======== Data section

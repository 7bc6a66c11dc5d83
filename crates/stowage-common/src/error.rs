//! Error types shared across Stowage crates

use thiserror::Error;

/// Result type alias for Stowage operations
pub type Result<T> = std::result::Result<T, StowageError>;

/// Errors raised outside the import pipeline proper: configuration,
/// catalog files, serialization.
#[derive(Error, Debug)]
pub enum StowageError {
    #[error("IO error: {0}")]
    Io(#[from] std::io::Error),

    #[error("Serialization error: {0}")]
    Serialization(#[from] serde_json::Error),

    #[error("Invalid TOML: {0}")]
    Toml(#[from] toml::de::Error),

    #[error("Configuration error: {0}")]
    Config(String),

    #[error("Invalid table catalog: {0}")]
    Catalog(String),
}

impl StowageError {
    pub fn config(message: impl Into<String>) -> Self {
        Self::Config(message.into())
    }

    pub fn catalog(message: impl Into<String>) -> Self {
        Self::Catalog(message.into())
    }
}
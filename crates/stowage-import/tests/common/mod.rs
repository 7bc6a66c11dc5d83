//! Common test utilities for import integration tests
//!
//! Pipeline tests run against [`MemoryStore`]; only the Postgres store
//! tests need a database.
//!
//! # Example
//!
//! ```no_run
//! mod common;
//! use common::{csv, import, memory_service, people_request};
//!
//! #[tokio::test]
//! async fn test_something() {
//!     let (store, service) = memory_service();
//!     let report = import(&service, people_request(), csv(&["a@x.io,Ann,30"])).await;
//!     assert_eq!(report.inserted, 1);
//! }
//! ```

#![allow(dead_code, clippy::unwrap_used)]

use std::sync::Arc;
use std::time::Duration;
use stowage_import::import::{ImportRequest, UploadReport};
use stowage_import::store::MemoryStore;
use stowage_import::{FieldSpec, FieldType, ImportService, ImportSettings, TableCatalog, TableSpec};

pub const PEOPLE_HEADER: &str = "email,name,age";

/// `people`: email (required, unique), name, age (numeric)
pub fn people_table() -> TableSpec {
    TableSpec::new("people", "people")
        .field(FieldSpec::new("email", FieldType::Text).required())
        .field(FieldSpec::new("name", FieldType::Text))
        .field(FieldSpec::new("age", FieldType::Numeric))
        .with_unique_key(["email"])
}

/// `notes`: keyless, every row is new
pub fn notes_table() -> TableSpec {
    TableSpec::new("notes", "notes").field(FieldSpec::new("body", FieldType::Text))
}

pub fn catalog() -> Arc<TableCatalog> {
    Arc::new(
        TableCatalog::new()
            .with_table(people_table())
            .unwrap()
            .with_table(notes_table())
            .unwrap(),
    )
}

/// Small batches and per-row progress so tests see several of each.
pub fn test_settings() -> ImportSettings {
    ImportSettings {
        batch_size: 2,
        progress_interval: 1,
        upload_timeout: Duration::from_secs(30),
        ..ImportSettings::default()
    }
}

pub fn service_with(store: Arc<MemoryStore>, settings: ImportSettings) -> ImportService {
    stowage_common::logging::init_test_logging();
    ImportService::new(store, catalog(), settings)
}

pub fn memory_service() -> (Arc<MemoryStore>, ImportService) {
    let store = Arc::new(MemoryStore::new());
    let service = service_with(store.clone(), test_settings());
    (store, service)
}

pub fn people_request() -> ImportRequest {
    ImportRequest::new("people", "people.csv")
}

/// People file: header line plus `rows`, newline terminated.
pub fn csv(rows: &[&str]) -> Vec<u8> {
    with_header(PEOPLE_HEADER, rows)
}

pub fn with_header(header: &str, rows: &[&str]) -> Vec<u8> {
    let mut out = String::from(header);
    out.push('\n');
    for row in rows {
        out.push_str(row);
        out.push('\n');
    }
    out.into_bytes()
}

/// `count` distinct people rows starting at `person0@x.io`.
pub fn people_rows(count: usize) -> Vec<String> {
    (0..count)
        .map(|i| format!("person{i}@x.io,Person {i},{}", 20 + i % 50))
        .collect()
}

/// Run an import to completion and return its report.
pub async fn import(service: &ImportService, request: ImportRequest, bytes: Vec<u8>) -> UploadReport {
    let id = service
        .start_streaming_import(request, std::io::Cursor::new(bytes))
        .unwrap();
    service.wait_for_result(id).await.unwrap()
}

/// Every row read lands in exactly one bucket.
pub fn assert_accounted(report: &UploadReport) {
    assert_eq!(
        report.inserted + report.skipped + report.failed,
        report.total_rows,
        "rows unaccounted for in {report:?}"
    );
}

================

Set down only the lines running from the line with "exactly one bucket." to the end of the entries above, both included, exactly as they stand.

_Answer section_.
/// Every row read lands in exactly one bucket.
pub fn assert_accounted(report: &UploadReport) {
    assert_eq!(
        report.inserted + report.skipped + report.failed,
        report.total_rows,
        "rows unaccounted for in {report:?}"
    );
}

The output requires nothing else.